Most of us can tolerate the occasional barking dog, but what about a dog who barks nonstop? What if you constantly pass a dog down the street who is attached to a fixed-point chain most of the day without any shade?

Edmonds says the best thing to do if you already have a rapport with the neighbors is check your ordinance and then talk with your neighbor in a nonconfrontational manner.

“If you can’t find a compromise or don’t feel comfortable bringing up the subject yourself, then check your local ordinances,” Edmonds advised. “You can bring in animal services or law enforcement to help the neighbor make the right choices for his or her companion animal.”

However, dogs and cats aren’t the only animals we call neighbors, especially here in the Land of Enchantment.

“Wild animals also call our landscapes home,” said Phil Carter, program manager for Animal Protection of New Mexico’s wildlife initiatives.

“Living near the mountains or open spaces, people may have encounters with wild animals such as raccoons, bobcats, skunks, coyotes and bears. Fortunately, there are many simple ways to peacefully coexist with wildlife while also protecting property.”

Most people in New Mexico enjoy seeing wildlife in their backyards. From bird watching to nature photography, our lands are filled with opportunities to coexist with wildlife. However, not everyone is accustomed to dealing with wildlife on their property, so what do you do if your neighbor is reacting negatively to these animals?

• Have an informed discussion: Let your neighbor know it’s not normal for foxes, raccoons, coyotes, bears and bobcats to be predatory toward humans.

Outdoor domestic animals, particularly chickens or other farmed animals, should always have shelter available, especially at night.

• Be responsible and remove attractants: Wild animals are sometimes attracted to food smells coming from sources such as unsecured trash cans, food left outside, fruit trees and barbecue grills.
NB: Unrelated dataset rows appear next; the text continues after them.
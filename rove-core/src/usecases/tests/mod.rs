use super::prelude::*;

use std::cell::{Cell, RefCell};

type RepoResult<T> = std::result::Result<T, repo::Error>;

pub const DEFAULT_PASSWORD: &str = "secret";

#[derive(Default)]
pub struct MockDb {
    pub accounts: RefCell<Vec<Account>>,
    pub posts: RefCell<Vec<Post>>,
    pub comments: RefCell<Vec<Comment>>,
    pub post_likes: RefCell<Vec<PostLike>>,
    pub comment_likes: RefCell<Vec<CommentLike>>,
    pub tags: RefCell<Vec<Tag>>,
    pub post_tags: RefCell<Vec<PostTag>>,
    pub lodgings: RefCell<Vec<Lodging>>,
    pub visits: RefCell<Vec<LodgingVisit>>,
    pub folders: RefCell<Vec<DestinationFolder>>,
    pub saved_destinations: RefCell<Vec<SavedDestination>>,
    pub todos: RefCell<Vec<ToDo>>,
    last_id: Cell<i64>,
}

impl MockDb {
    fn next_id(&self) -> i64 {
        let id = self.last_id.get() + 1;
        self.last_id.set(id);
        id
    }

    pub fn add_account(&self, user_name: &str) -> AccountId {
        self.create_account(&NewAccount {
            user_name: user_name.into(),
            location: "Berlin".into(),
            first_name: "First".into(),
            last_name: "Last".into(),
            password: DEFAULT_PASSWORD.parse().unwrap(),
        })
        .unwrap()
    }

    pub fn add_post(&self, account_id: AccountId, image: &str) -> PostId {
        self.create_post(&NewPost {
            account_id,
            location: "Somewhere".into(),
            title: "Trip".into(),
            content: "It was nice".into(),
            image: image.into(),
        })
        .unwrap()
    }

    pub fn add_comment(&self, account_id: AccountId, post_id: PostId) -> CommentId {
        self.create_comment(&NewComment {
            account_id,
            post_id,
            content: "Nice".into(),
        })
        .unwrap()
    }

    pub fn add_lodging(&self, name: &str) -> LodgingId {
        self.create_lodging(&NewLodging {
            name: name.into(),
            location: "Somewhere".into(),
        })
        .unwrap()
    }
}

fn get<T: Clone>(items: &RefCell<Vec<T>>, pred: impl Fn(&T) -> bool) -> RepoResult<T> {
    items
        .borrow()
        .iter()
        .find(|x| pred(x))
        .cloned()
        .ok_or(repo::Error::NotFound)
}

fn replace<T>(items: &RefCell<Vec<T>>, item: T, pred: impl Fn(&T) -> bool) -> RepoResult<()> {
    let mut items = items.borrow_mut();
    let pos = items.iter().position(pred).ok_or(repo::Error::NotFound)?;
    items[pos] = item;
    Ok(())
}

fn remove<T>(items: &RefCell<Vec<T>>, pred: impl Fn(&T) -> bool) -> RepoResult<()> {
    let mut items = items.borrow_mut();
    let len = items.len();
    items.retain(|x| !pred(x));
    if items.len() == len {
        return Err(repo::Error::NotFound);
    }
    Ok(())
}

fn insert_unique<T: PartialEq>(items: &RefCell<Vec<T>>, item: T) -> RepoResult<()> {
    let mut items = items.borrow_mut();
    if items.contains(&item) {
        return Err(repo::Error::AlreadyExists);
    }
    items.push(item);
    Ok(())
}

fn paginate<T: Clone>(items: Vec<T>, request: &PageRequest) -> Page<T> {
    let total = items.len() as u64;
    let page_items = items
        .into_iter()
        .skip(usize::try_from(request.offset()).unwrap_or(usize::MAX))
        .take(usize::try_from(request.limit()).unwrap_or(usize::MAX))
        .collect();
    Page::new(*request, page_items, total)
}

fn newest_first<T: Clone>(
    items: &RefCell<Vec<T>>,
    pred: impl Fn(&T) -> bool,
    request: &PageRequest,
) -> Page<T> {
    let matching = items.borrow().iter().rev().filter(|x| pred(x)).cloned().collect();
    paginate(matching, request)
}

fn oldest_first<T: Clone>(
    items: &RefCell<Vec<T>>,
    pred: impl Fn(&T) -> bool,
    request: &PageRequest,
) -> Page<T> {
    let matching = items.borrow().iter().filter(|x| pred(x)).cloned().collect();
    paginate(matching, request)
}

impl AccountRepo for MockDb {
    fn create_account(&self, account: &NewAccount) -> RepoResult<AccountId> {
        if self
            .accounts
            .borrow()
            .iter()
            .any(|a| a.user_name == account.user_name)
        {
            return Err(repo::Error::AlreadyExists);
        }
        let id = AccountId::new(self.next_id());
        let NewAccount {
            user_name,
            location,
            first_name,
            last_name,
            password,
        } = account.clone();
        self.accounts.borrow_mut().push(Account {
            id,
            user_name,
            location,
            first_name,
            last_name,
            password,
        });
        Ok(id)
    }

    fn update_account(&self, account: &Account) -> RepoResult<()> {
        if self
            .accounts
            .borrow()
            .iter()
            .any(|a| a.id != account.id && a.user_name == account.user_name)
        {
            return Err(repo::Error::AlreadyExists);
        }
        replace(&self.accounts, account.clone(), |a| a.id == account.id)
    }

    fn delete_account(&self, id: AccountId) -> RepoResult<()> {
        remove(&self.accounts, |a| a.id == id)?;
        // cascade
        self.posts.borrow_mut().retain(|p| p.account_id != id);
        self.comments.borrow_mut().retain(|c| c.account_id != id);
        self.post_likes.borrow_mut().retain(|l| l.account_id != id);
        self.comment_likes.borrow_mut().retain(|l| l.account_id != id);
        self.folders.borrow_mut().retain(|f| f.account_id != id);
        self.todos.borrow_mut().retain(|t| t.account_id != id);
        Ok(())
    }

    fn get_account(&self, id: AccountId) -> RepoResult<Account> {
        get(&self.accounts, |a| a.id == id)
    }

    fn try_get_account_by_user_name(&self, user_name: &str) -> RepoResult<Option<Account>> {
        Ok(get(&self.accounts, |a| a.user_name == user_name).ok())
    }
}

impl PostRepo for MockDb {
    fn create_post(&self, post: &NewPost) -> RepoResult<PostId> {
        let id = PostId::new(self.next_id());
        let NewPost {
            account_id,
            location,
            title,
            content,
            image,
        } = post.clone();
        self.posts.borrow_mut().push(Post {
            id,
            account_id,
            location,
            title,
            content,
            image,
        });
        Ok(id)
    }

    fn update_post(&self, post: &Post) -> RepoResult<()> {
        replace(&self.posts, post.clone(), |p| p.id == post.id)
    }

    fn delete_post(&self, id: PostId) -> RepoResult<()> {
        remove(&self.posts, |p| p.id == id)
    }

    fn get_post(&self, id: PostId) -> RepoResult<Post> {
        get(&self.posts, |p| p.id == id)
    }

    fn recent_posts(&self, page: &PageRequest) -> RepoResult<Page<Post>> {
        Ok(newest_first(&self.posts, |_| true, page))
    }

    fn posts_of_account(&self, account_id: AccountId, page: &PageRequest) -> RepoResult<Page<Post>> {
        Ok(newest_first(&self.posts, |p| p.account_id == account_id, page))
    }

    fn posts_with_tag(&self, tag_id: TagId, page: &PageRequest) -> RepoResult<Page<Post>> {
        let post_tags = self.post_tags.borrow();
        Ok(newest_first(
            &self.posts,
            |p| post_tags.contains(&PostTag { post_id: p.id, tag_id }),
            page,
        ))
    }

    fn posts_in_folder(&self, folder_id: FolderId, page: &PageRequest) -> RepoResult<Page<Post>> {
        let saved = self.saved_destinations.borrow();
        Ok(newest_first(
            &self.posts,
            |p| {
                saved.contains(&SavedDestination {
                    folder_id,
                    post_id: p.id,
                })
            },
            page,
        ))
    }

    fn image_names_of_account(&self, account_id: AccountId) -> RepoResult<Vec<String>> {
        Ok(self
            .posts
            .borrow()
            .iter()
            .filter(|p| p.account_id == account_id)
            .map(|p| p.image.clone())
            .collect())
    }
}

impl CommentRepo for MockDb {
    fn create_comment(&self, comment: &NewComment) -> RepoResult<CommentId> {
        let id = CommentId::new(self.next_id());
        let NewComment {
            account_id,
            post_id,
            content,
        } = comment.clone();
        self.comments.borrow_mut().push(Comment {
            id,
            account_id,
            post_id,
            content,
        });
        Ok(id)
    }

    fn update_comment(&self, comment: &Comment) -> RepoResult<()> {
        replace(&self.comments, comment.clone(), |c| c.id == comment.id)
    }

    fn delete_comment(&self, id: CommentId) -> RepoResult<()> {
        remove(&self.comments, |c| c.id == id)
    }

    fn get_comment(&self, id: CommentId) -> RepoResult<Comment> {
        get(&self.comments, |c| c.id == id)
    }

    fn comments_of_post(&self, post_id: PostId, page: &PageRequest) -> RepoResult<Page<Comment>> {
        Ok(oldest_first(&self.comments, |c| c.post_id == post_id, page))
    }

    fn comments_of_account(
        &self,
        account_id: AccountId,
        page: &PageRequest,
    ) -> RepoResult<Page<Comment>> {
        Ok(oldest_first(
            &self.comments,
            |c| c.account_id == account_id,
            page,
        ))
    }
}

impl LikeRepo for MockDb {
    fn create_post_like(&self, like: &PostLike) -> RepoResult<()> {
        insert_unique(&self.post_likes, *like)
    }

    fn create_comment_like(&self, like: &CommentLike) -> RepoResult<()> {
        insert_unique(&self.comment_likes, *like)
    }

    fn count_post_likes(&self, post_id: PostId) -> RepoResult<u64> {
        Ok(self
            .post_likes
            .borrow()
            .iter()
            .filter(|l| l.post_id == post_id)
            .count() as u64)
    }

    fn count_comment_likes(&self, comment_id: CommentId) -> RepoResult<u64> {
        Ok(self
            .comment_likes
            .borrow()
            .iter()
            .filter(|l| l.comment_id == comment_id)
            .count() as u64)
    }
}

impl TagRepo for MockDb {
    fn create_tag(&self, tag: &NewTag) -> RepoResult<TagId> {
        if self.tags.borrow().iter().any(|t| t.name == tag.name) {
            return Err(repo::Error::AlreadyExists);
        }
        let id = TagId::new(self.next_id());
        let NewTag { name, description } = tag.clone();
        self.tags.borrow_mut().push(Tag {
            id,
            name,
            description,
        });
        Ok(id)
    }

    fn get_tag(&self, id: TagId) -> RepoResult<Tag> {
        get(&self.tags, |t| t.id == id)
    }

    fn all_tags(&self, page: &PageRequest) -> RepoResult<Page<Tag>> {
        Ok(oldest_first(&self.tags, |_| true, page))
    }

    fn create_post_tag(&self, post_tag: &PostTag) -> RepoResult<()> {
        insert_unique(&self.post_tags, *post_tag)
    }

    fn tags_of_post(&self, post_id: PostId) -> RepoResult<Vec<Tag>> {
        let post_tags = self.post_tags.borrow();
        Ok(self
            .tags
            .borrow()
            .iter()
            .filter(|t| post_tags.contains(&PostTag { post_id, tag_id: t.id }))
            .cloned()
            .collect())
    }
}

impl LodgingRepo for MockDb {
    fn create_lodging(&self, lodging: &NewLodging) -> RepoResult<LodgingId> {
        let id = LodgingId::new(self.next_id());
        let NewLodging { name, location } = lodging.clone();
        self.lodgings.borrow_mut().push(Lodging { id, name, location });
        Ok(id)
    }

    fn get_lodging(&self, id: LodgingId) -> RepoResult<Lodging> {
        get(&self.lodgings, |l| l.id == id)
    }

    fn all_lodgings(&self, page: &PageRequest) -> RepoResult<Page<Lodging>> {
        let mut lodgings = self.lodgings.borrow().clone();
        lodgings.sort_by(|a, b| a.name.cmp(&b.name));
        Ok(paginate(lodgings, page))
    }

    fn create_lodging_visit(&self, visit: &NewLodgingVisit) -> RepoResult<LodgingVisitId> {
        if self
            .visits
            .borrow()
            .iter()
            .any(|v| v.post_id == visit.post_id)
        {
            return Err(repo::Error::AlreadyExists);
        }
        let id = LodgingVisitId::new(self.next_id());
        let NewLodgingVisit {
            post_id,
            lodging_id,
            cost,
            rating,
            comment,
        } = visit.clone();
        self.visits.borrow_mut().push(LodgingVisit {
            id,
            post_id,
            lodging_id,
            cost,
            rating,
            comment,
        });
        Ok(id)
    }

    fn try_get_visit_of_post(&self, post_id: PostId) -> RepoResult<Option<LodgingVisit>> {
        Ok(get(&self.visits, |v| v.post_id == post_id).ok())
    }

    fn visits_of_lodging(
        &self,
        lodging_id: LodgingId,
        page: &PageRequest,
    ) -> RepoResult<Page<LodgingVisit>> {
        Ok(newest_first(
            &self.visits,
            |v| v.lodging_id == lodging_id,
            page,
        ))
    }
}

impl FolderRepo for MockDb {
    fn create_folder(&self, folder: &NewDestinationFolder) -> RepoResult<FolderId> {
        let id = FolderId::new(self.next_id());
        let NewDestinationFolder { account_id, name } = folder.clone();
        self.folders.borrow_mut().push(DestinationFolder {
            id,
            account_id,
            name,
        });
        Ok(id)
    }

    fn update_folder(&self, folder: &DestinationFolder) -> RepoResult<()> {
        replace(&self.folders, folder.clone(), |f| f.id == folder.id)
    }

    fn delete_folder(&self, id: FolderId) -> RepoResult<()> {
        remove(&self.folders, |f| f.id == id)?;
        self.saved_destinations
            .borrow_mut()
            .retain(|s| s.folder_id != id);
        Ok(())
    }

    fn get_folder(&self, id: FolderId) -> RepoResult<DestinationFolder> {
        get(&self.folders, |f| f.id == id)
    }

    fn folders_of_account(&self, account_id: AccountId) -> RepoResult<Vec<DestinationFolder>> {
        Ok(self
            .folders
            .borrow()
            .iter()
            .filter(|f| f.account_id == account_id)
            .cloned()
            .collect())
    }

    fn create_saved_destination(&self, saved: &SavedDestination) -> RepoResult<()> {
        insert_unique(&self.saved_destinations, *saved)
    }
}

impl ToDoRepo for MockDb {
    fn create_todo(&self, todo: &NewToDo) -> RepoResult<ToDoId> {
        let id = ToDoId::new(self.next_id());
        let NewToDo {
            account_id,
            name,
            description,
        } = todo.clone();
        self.todos.borrow_mut().push(ToDo {
            id,
            account_id,
            name,
            description,
        });
        Ok(id)
    }

    fn update_todo(&self, todo: &ToDo) -> RepoResult<()> {
        replace(&self.todos, todo.clone(), |t| t.id == todo.id)
    }

    fn delete_todo(&self, id: ToDoId) -> RepoResult<()> {
        remove(&self.todos, |t| t.id == id)
    }

    fn get_todo(&self, id: ToDoId) -> RepoResult<ToDo> {
        get(&self.todos, |t| t.id == id)
    }

    fn todos_of_account(&self, account_id: AccountId, page: &PageRequest) -> RepoResult<Page<ToDo>> {
        Ok(oldest_first(&self.todos, |t| t.account_id == account_id, page))
    }
}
There is a temptation among property owners to provide food, like bird seed, and water for wild animals. However, attracting wildlife to residential areas increases the risk of the animals being considered a nuisance and being moved or euthanized.

• Understand animal behavior: Understanding the usual characteristics and behavior of animals helps people to discern typical, harmless activity. For example, familiarize yourself with the difference between venomous and nonvenomous snakes.

Know which species are active during the day and which are nocturnal, meaning active at night, and encourage your neighbors to do the same.

Sometimes people don’t always know the best approach to dealing with animals, and other times misinformation is to blame. When trying to coach your neighbors on how to humanely treat pets and wildlife, be sure to approach the conversation without blame. Taking a diplomatic, friendly approach to educating your neighbors will make them more receptive to changing their behavior.

“When you are frustrated by a barking dog or a neighbor’s treatment of wildlife, it’s easy to let the emotion drive your conversation,” Edmonds said.

“But helping your neighbors make better choices for animals comes from a place of understanding, compromise and coexistence. However, if you see something disturbing, be sure to say something. You can call [Animal Protection New Mexico]’s anonymous cruelty hotline at 1-877-548-6263.”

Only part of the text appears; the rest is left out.